Ingrid, a mousy woman in her early thirties said, “We’re safer inside the fenced compound than out in the town.”
Jon and Nikki looked at each other and chose to keep their mouths shut. No point in popping that bubble. This fence wouldn’t hold back the horde of flesh eaters anymore than the police fence in New Hampshire had. It was a cage filled with live food, beating hearts and gallons of blood.

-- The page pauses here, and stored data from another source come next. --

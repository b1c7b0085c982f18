use crate::foundation::error::{BakeError, BakeResult};

pub use kurbo::{Point, Rect, Vec2};

#[derive(Clone, Copy, Debug, PartialEq, Eq, serde::Serialize, serde::Deserialize)]
pub struct Fps {
    pub num: u32,
    pub den: u32, // must be > 0
}

impl Default for Fps {
    fn default() -> Self {
        Self { num: 60, den: 1 }
    }
}

impl Fps {
    pub fn new(num: u32, den: u32) -> BakeResult<Self> {
        if den == 0 {
            return Err(BakeError::validation("Fps den must be > 0"));
        }
        if num == 0 {
            return Err(BakeError::validation("Fps num must be > 0"));
        }
        Ok(Self { num, den })
    }

    pub fn as_f64(self) -> f64 {
        f64::from(self.num) / f64::from(self.den)
    }

    pub fn frame_duration_secs(self) -> f64 {
        f64::from(self.den) / f64::from(self.num)
    }

    pub fn frames_to_secs(self, frames: u64) -> f64 {
        (frames as f64) * f64::from(self.den) / f64::from(self.num)
    }

    /// Number of frames needed to cover `secs`, rounding partial frames up.
    pub fn secs_to_frames_ceil(self, secs: f64) -> u64 {
        if !secs.is_finite() || secs <= 0.0 {
            return 0;
        }
        // Absorb float noise so exact multiples (3.0 s at 60 fps) do not gain a frame.
        (secs * self.as_f64() - 1e-9).ceil().max(0.0) as u64
    }
}

#[derive(Clone, Copy, Debug, PartialEq, Eq, serde::Serialize, serde::Deserialize)]
pub struct Canvas {
    pub width: u32,
    pub height: u32,
}

impl Default for Canvas {
    fn default() -> Self {
        Self {
            width: 1920,
            height: 1080,
        }
    }
}

impl Canvas {
    pub fn width_f64(self) -> f64 {
        f64::from(self.width)
    }

    pub fn height_f64(self) -> f64 {
        f64::from(self.height)
    }

    pub fn center(self) -> Point {
        Point::new(self.width_f64() * 0.5, self.height_f64() * 0.5)
    }

    /// Map a relative coordinate in `[0, 1]²` onto the canvas.
    pub fn at_ratio(self, rx: f64, ry: f64) -> Point {
        Point::new(self.width_f64() * rx, self.height_f64() * ry)
    }
}

#[cfg(test)]
#[path = "../../tests/unit/foundation/core.rs"]
mod tests;
//! Immutable style data.
//!
//! Tables are plain `static` arrays shared read-only by every bake.

pub(crate) mod lexicon;
pub(crate) mod tables;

The sub-station appeared to be very secure. It had of course been designed to keep people out lest they tamper with the town’s electrical lifeline, and also served to keep children and morons from electrocuting themselves. At its center were several large transformers fed by thick cables coming out of the adjacent power plant. More cables led away from the transformers up to a long line of high-tension towers spanning the nearby lake and over the horizon. The power plant was a large bunker-like building that squat by the lakeshore crowned with smoke stacks. It had smooth walls and no windows, just two sets of large double metal doors and a loading dock. Though it wasn’t operating, markings on the building indicated that it was natural gas fired. Jon saw movement on the roof. Two men were attaching razor wire to the top edge of the parapet wall. If they thought that Fiends were going to somehow climb up there, they were dumber than he thought. Then again, who really new what the things were capable of? He decided to give the soldiers credit for overkill.